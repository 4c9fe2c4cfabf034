//! Debounced persistence of a note's content.

use std::time::Duration;

use tokio::sync::mpsc;
use tokio::task::JoinHandle;
use tokio::time::Instant;
use tokio_util::sync::CancellationToken;

use notetree_core::NodeKey;

use crate::executor::RequestExecutor;
use crate::persistence::Persistence;
use crate::request::PersistRequest;

/// Background task that saves editor content after a quiet period.
///
/// Every [`change`](Self::change) restarts the quiet period. When it elapses
/// the latest value is sent as an update-content request, unless it equals
/// the last value the server accepted. Completions arrive on the
/// owning [`Lifecycle`](crate::Lifecycle)'s channel.
#[derive(Debug)]
pub struct ContentSync {
    key: NodeKey,
    changes: mpsc::UnboundedSender<String>,
    cancel: CancellationToken,
    handle: Option<JoinHandle<()>>,
}

impl ContentSync {
    /// Start syncing `key`, whose server copy currently holds `server_value`.
    ///
    /// Must be called from within a tokio runtime.
    pub fn spawn<P: Persistence>(
        executor: RequestExecutor<P>,
        key: NodeKey,
        server_value: String,
        quiet: Duration,
    ) -> Self {
        let (changes, rx) = mpsc::unbounded_channel();
        let cancel = CancellationToken::new();
        let handle = tokio::spawn(run(
            executor,
            key.clone(),
            server_value,
            quiet,
            rx,
            cancel.clone(),
        ));
        Self {
            key,
            changes,
            cancel,
            handle: Some(handle),
        }
    }

    /// Note being synced.
    pub fn key(&self) -> &NodeKey {
        &self.key
    }

    /// Report the editor's current value.
    pub fn change(&self, value: impl Into<String>) {
        // Fails only after close; the value is dropped with the editor.
        let _ = self.changes.send(value.into());
    }

    /// Stop syncing. A change still inside its quiet period is not sent; a
    /// save already sent is waited for.
    pub async fn close(mut self) {
        self.cancel.cancel();
        let Some(handle) = self.handle.take() else {
            return;
        };
        if let Err(err) = handle.await {
            tracing::warn!(target: "lifecycle", key = %self.key, error = %err, "content sync task failed");
        }
    }
}

impl Drop for ContentSync {
    fn drop(&mut self) {
        self.cancel.cancel();
    }
}

async fn run<P: Persistence>(
    executor: RequestExecutor<P>,
    key: NodeKey,
    mut saved: String,
    quiet: Duration,
    mut rx: mpsc::UnboundedReceiver<String>,
    cancel: CancellationToken,
) {
    let mut draft: Option<String> = None;
    let mut deadline = Instant::now();

    loop {
        tokio::select! {
            biased;

            _ = cancel.cancelled() => break,

            change = rx.recv() => match change {
                Some(value) => {
                    draft = Some(value);
                    deadline = Instant::now() + quiet;
                }
                None => break,
            },

            _ = tokio::time::sleep_until(deadline), if draft.is_some() => {
                let Some(value) = draft.take() else { continue };
                if value == saved {
                    continue;
                }
                tracing::debug!(target: "lifecycle", %key, len = value.len(), "saving content");
                let request = PersistRequest::update_content(key.clone(), value.clone());
                if executor.perform(request).await {
                    saved = value;
                } else {
                    tracing::warn!(target: "lifecycle", %key, "content not saved");
                }
            }
        }
    }
}

#[cfg(test)]
mod tests {
    use super::*;
    use std::sync::Arc;

    use notetree_core::TreeNode;

    use crate::memory::MemoryRemote;
    use crate::persistence::RequestError;

    fn remote() -> Arc<MemoryRemote> {
        Arc::new(MemoryRemote::with_tree(vec![TreeNode::note("n1", "x", None)]).unwrap())
    }

    #[tokio::test(start_paused = true)]
    async fn test_burst_is_saved_once() {
        let remote = remote();
        let (executor, mut rx) = RequestExecutor::new(Arc::clone(&remote), 8);
        let sync = ContentSync::spawn(
            executor,
            NodeKey::new("n1"),
            String::new(),
            Duration::from_millis(400),
        );

        sync.change("h");
        sync.change("he");
        sync.change("hello");

        let completion = rx.recv().await.unwrap();
        assert_eq!(
            completion.request,
            PersistRequest::update_content(NodeKey::new("n1"), "hello".to_string())
        );
        assert_eq!(remote.calls().len(), 1);
        assert_eq!(remote.content(&NodeKey::new("n1")).as_deref(), Some("hello"));
    }

    #[tokio::test(start_paused = true)]
    async fn test_unchanged_value_is_not_sent() {
        let remote = remote();
        let (executor, mut rx) = RequestExecutor::new(Arc::clone(&remote), 8);
        let sync = ContentSync::spawn(
            executor,
            NodeKey::new("n1"),
            "same".to_string(),
            Duration::from_millis(400),
        );

        sync.change("other");
        sync.change("same");

        let waited = tokio::time::timeout(Duration::from_secs(5), rx.recv()).await;
        assert!(!matches!(waited, Ok(Some(_))));
        assert!(remote.calls().is_empty());
    }

    #[tokio::test(start_paused = true)]
    async fn test_failed_save_is_retried_with_same_value() {
        let remote = remote();
        remote.fail_next(RequestError::network("offline"));
        let (executor, mut rx) = RequestExecutor::new(Arc::clone(&remote), 8);
        let sync = ContentSync::spawn(
            executor,
            NodeKey::new("n1"),
            String::new(),
            Duration::from_millis(400),
        );

        sync.change("hello");
        let failed = rx.recv().await.unwrap();
        assert!(failed.result.is_err());

        sync.change("hello!");
        sync.change("hello");
        let retried = rx.recv().await.unwrap();
        assert_eq!(
            retried.request,
            PersistRequest::update_content(NodeKey::new("n1"), "hello".to_string())
        );
        assert!(retried.result.is_ok());
        assert_eq!(remote.content(&NodeKey::new("n1")).as_deref(), Some("hello"));
    }

    #[tokio::test(start_paused = true)]
    async fn test_close_drops_pending_change() {
        let remote = remote();
        let (executor, mut rx) = RequestExecutor::new(Arc::clone(&remote), 8);
        let sync = ContentSync::spawn(
            executor,
            NodeKey::new("n1"),
            String::new(),
            Duration::from_millis(400),
        );

        sync.change("draft");
        tokio::time::sleep(Duration::from_millis(100)).await;
        sync.close().await;

        let waited = tokio::time::timeout(Duration::from_secs(5), rx.recv()).await;
        assert!(!matches!(waited, Ok(Some(_))));
        assert!(remote.calls().is_empty());
    }
}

§ **WHAT YOU NEED TO DO**
Please return the entire listing, unchanged.

§ **OUTPUT FOR THIS EXERCISE**
repository 4c9fe2c4cfabf034
//! Debounced persistence of a note's content.

use std::time::Duration;

use tokio::sync::mpsc;
use tokio::task::JoinHandle;
use tokio::time::Instant;
use tokio_util::sync::CancellationToken;

use notetree_core::NodeKey;

use crate::executor::RequestExecutor;
use crate::persistence::Persistence;
use crate::request::PersistRequest;

/// Background task that saves editor content after a quiet period.
///
/// Every [`change`](Self::change) restarts the quiet period. When it elapses
/// the latest value is sent as an update-content request, unless it equals
/// the last value the server accepted. Completions arrive on the
/// owning [`Lifecycle`](crate::Lifecycle)'s channel.
#[derive(Debug)]
pub struct ContentSync {
    key: NodeKey,
    changes: mpsc::UnboundedSender<String>,
    cancel: CancellationToken,
    handle: Option<JoinHandle<()>>,
}

impl ContentSync {
    /// Start syncing `key`, whose server copy currently holds `server_value`.
    ///
    /// Must be called from within a tokio runtime.
    pub fn spawn<P: Persistence>(
        executor: RequestExecutor<P>,
        key: NodeKey,
        server_value: String,
        quiet: Duration,
    ) -> Self {
        let (changes, rx) = mpsc::unbounded_channel();
        let cancel = CancellationToken::new();
        let handle = tokio::spawn(run(
            executor,
            key.clone(),
            server_value,
            quiet,
            rx,
            cancel.clone(),
        ));
        Self {
            key,
            changes,
            cancel,
            handle: Some(handle),
        }
    }

    /// Note being synced.
    pub fn key(&self) -> &NodeKey {
        &self.key
    }

    /// Report the editor's current value.
    pub fn change(&self, value: impl Into<String>) {
        // Fails only after close; the value is dropped with the editor.
        let _ = self.changes.send(value.into());
    }

    /// Stop syncing. A change still inside its quiet period is not sent; a
    /// save already sent is waited for.
    pub async fn close(mut self) {
        self.cancel.cancel();
        let Some(handle) = self.handle.take() else {
            return;
        };
        if let Err(err) = handle.await {
            tracing::warn!(target: "lifecycle", key = %self.key, error = %err, "content sync task failed");
        }
    }
}

impl Drop for ContentSync {
    fn drop(&mut self) {
        self.cancel.cancel();
    }
}

async fn run<P: Persistence>(
    executor: RequestExecutor<P>,
    key: NodeKey,
    mut saved: String,
    quiet: Duration,
    mut rx: mpsc::UnboundedReceiver<String>,
    cancel: CancellationToken,
) {
    let mut draft: Option<String> = None;
    let mut deadline = Instant::now();

    loop {
        tokio::select! {
            biased;

            _ = cancel.cancelled() => break,

            change = rx.recv() => match change {
                Some(value) => {
                    draft = Some(value);
                    deadline = Instant::now() + quiet;
                }
                None => break,
            },

            _ = tokio::time::sleep_until(deadline), if draft.is_some() => {
                let Some(value) = draft.take() else { continue };
                if value == saved {
                    continue;
                }
                tracing::debug!(target: "lifecycle", %key, len = value.len(), "saving content");
                let request = PersistRequest::update_content(key.clone(), value.clone());
                if executor.perform(request).await {
                    saved = value;
                } else {
                    tracing::warn!(target: "lifecycle", %key, "content not saved");
                }
            }
        }
    }
}

#[cfg(test)]
mod tests {
    use super::*;
    use std::sync::Arc;

    use notetree_core::TreeNode;

    use crate::memory::MemoryRemote;
    use crate::persistence::RequestError;

    fn remote() -> Arc<MemoryRemote> {
        Arc::new(MemoryRemote::with_tree(vec![TreeNode::note("n1", "x", None)]).unwrap())
    }

    #[tokio::test(start_paused = true)]
    async fn test_burst_is_saved_once() {
        let remote = remote();
        let (executor, mut rx) = RequestExecutor::new(Arc::clone(&remote), 8);
        let sync = ContentSync::spawn(
            executor,
            NodeKey::new("n1"),
            String::new(),
            Duration::from_millis(400),
        );

        sync.change("h");
        sync.change("he");
        sync.change("hello");

        let completion = rx.recv().await.unwrap();
        assert_eq!(
            completion.request,
            PersistRequest::update_content(NodeKey::new("n1"), "hello".to_string())
        );
        assert_eq!(remote.calls().len(), 1);
        assert_eq!(remote.content(&NodeKey::new("n1")).as_deref(), Some("hello"));
    }

    #[tokio::test(start_paused = true)]
    async fn test_unchanged_value_is_not_sent() {
        let remote = remote();
        let (executor, mut rx) = RequestExecutor::new(Arc::clone(&remote), 8);
        let sync = ContentSync::spawn(
            executor,
            NodeKey::new("n1"),
            "same".to_string(),
            Duration::from_millis(400),
        );

        sync.change("other");
        sync.change("same");

        let waited = tokio::time::timeout(Duration::from_secs(5), rx.recv()).await;
        assert!(!matches!(waited, Ok(Some(_))));
        assert!(remote.calls().is_empty());
    }

    #[tokio::test(start_paused = true)]
    async fn test_failed_save_is_retried_with_same_value() {
        let remote = remote();
        remote.fail_next(RequestError::network("offline"));
        let (executor, mut rx) = RequestExecutor::new(Arc::clone(&remote), 8);
        let sync = ContentSync::spawn(
            executor,
            NodeKey::new("n1"),
            String::new(),
            Duration::from_millis(400),
        );

        sync.change("hello");
        let failed = rx.recv().await.unwrap();
        assert!(failed.result.is_err());

        sync.change("hello!");
        sync.change("hello");
        let retried = rx.recv().await.unwrap();
        assert_eq!(
            retried.request,
            PersistRequest::update_content(NodeKey::new("n1"), "hello".to_string())
        );
        assert!(retried.result.is_ok());
        assert_eq!(remote.content(&NodeKey::new("n1")).as_deref(), Some("hello"));
    }

    #[tokio::test(start_paused = true)]
    async fn test_close_drops_pending_change() {
        let remote = remote();
        let (executor, mut rx) = RequestExecutor::new(Arc::clone(&remote), 8);
        let sync = ContentSync::spawn(
            executor,
            NodeKey::new("n1"),
            String::new(),
            Duration::from_millis(400),
        );

        sync.change("draft");
        tokio::time::sleep(Duration::from_millis(100)).await;
        sync.close().await;

        let waited = tokio::time::timeout(Duration::from_secs(5), rx.recv()).await;
        assert!(!matches!(waited, Ok(Some(_))));
        assert!(remote.calls().is_empty());
    }
}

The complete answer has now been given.